Listed records below:

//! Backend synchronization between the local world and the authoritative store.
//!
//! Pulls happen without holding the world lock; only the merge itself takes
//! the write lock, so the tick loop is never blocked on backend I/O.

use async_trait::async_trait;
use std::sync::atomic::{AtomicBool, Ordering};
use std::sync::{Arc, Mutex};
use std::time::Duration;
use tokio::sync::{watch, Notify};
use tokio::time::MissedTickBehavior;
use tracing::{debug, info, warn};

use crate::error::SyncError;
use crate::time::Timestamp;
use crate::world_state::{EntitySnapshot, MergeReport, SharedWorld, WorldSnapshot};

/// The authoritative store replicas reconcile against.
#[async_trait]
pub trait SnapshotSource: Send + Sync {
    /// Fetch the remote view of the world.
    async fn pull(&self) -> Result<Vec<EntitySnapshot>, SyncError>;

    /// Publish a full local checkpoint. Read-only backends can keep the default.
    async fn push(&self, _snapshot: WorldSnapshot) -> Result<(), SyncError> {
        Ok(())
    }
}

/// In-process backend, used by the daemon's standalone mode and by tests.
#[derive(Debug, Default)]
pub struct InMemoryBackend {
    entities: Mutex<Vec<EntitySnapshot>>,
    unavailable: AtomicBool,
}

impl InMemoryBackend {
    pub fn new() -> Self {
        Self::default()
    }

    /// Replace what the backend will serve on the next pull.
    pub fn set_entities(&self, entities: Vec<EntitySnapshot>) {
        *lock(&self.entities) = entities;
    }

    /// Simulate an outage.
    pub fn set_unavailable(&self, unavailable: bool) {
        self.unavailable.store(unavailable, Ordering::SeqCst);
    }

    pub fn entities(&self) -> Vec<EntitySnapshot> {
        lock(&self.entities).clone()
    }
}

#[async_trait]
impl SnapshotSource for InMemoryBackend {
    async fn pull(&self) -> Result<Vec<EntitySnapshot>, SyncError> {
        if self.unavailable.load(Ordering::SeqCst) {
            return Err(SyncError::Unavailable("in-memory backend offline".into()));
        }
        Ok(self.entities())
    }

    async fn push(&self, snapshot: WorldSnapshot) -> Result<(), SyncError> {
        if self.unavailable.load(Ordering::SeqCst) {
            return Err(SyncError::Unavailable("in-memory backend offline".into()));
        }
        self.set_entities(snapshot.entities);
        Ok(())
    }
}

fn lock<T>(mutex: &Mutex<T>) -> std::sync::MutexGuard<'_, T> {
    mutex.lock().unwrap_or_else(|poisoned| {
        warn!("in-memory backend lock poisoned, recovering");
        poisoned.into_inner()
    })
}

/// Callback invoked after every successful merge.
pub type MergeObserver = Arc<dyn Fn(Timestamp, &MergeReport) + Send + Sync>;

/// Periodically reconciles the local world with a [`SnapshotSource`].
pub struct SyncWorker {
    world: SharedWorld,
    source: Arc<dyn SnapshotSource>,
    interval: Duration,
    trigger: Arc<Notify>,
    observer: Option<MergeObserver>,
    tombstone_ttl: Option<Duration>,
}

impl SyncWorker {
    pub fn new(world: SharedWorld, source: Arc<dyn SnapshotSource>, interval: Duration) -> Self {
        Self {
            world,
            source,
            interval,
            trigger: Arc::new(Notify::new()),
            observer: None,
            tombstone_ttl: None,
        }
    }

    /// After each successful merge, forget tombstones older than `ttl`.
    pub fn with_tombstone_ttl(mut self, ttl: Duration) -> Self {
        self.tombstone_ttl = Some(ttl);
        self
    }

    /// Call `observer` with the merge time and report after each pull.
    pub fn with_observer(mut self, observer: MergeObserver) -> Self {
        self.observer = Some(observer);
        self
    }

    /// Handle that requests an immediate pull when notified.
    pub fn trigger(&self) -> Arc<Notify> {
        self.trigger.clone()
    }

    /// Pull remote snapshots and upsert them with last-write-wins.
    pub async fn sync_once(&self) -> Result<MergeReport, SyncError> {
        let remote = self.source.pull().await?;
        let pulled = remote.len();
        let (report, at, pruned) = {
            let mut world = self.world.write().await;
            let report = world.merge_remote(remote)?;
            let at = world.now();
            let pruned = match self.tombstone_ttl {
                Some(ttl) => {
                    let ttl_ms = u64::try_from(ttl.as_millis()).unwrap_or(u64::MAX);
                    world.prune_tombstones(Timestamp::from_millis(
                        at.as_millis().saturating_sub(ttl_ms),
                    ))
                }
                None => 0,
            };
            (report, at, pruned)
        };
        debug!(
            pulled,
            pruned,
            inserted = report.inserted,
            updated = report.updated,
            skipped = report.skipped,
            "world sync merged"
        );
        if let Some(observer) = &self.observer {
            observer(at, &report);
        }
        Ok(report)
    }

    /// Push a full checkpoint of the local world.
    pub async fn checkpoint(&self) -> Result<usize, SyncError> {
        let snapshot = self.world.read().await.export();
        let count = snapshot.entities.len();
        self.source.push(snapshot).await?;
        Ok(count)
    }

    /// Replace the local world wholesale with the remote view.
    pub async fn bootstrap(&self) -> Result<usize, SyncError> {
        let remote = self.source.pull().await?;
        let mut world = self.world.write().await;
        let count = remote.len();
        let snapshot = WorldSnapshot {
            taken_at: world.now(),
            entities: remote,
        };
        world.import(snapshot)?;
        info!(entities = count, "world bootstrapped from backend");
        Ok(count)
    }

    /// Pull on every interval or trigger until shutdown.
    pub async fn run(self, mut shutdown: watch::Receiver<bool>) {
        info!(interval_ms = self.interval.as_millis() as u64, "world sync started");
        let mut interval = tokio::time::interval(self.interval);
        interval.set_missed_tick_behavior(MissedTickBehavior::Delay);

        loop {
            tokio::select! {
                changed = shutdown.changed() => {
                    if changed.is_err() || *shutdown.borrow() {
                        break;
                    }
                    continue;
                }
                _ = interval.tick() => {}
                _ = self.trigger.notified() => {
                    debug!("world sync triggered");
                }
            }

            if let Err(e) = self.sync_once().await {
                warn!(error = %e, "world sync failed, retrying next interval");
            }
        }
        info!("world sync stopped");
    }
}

End of Listed records.

=== Work instructions ===
All lines that include the word "each" must be copied from the material above.

=== Exercise solution ===
    /// After each successful merge, forget tombstones older than `ttl`.
    /// Call `observer` with the merge time and report after each pull.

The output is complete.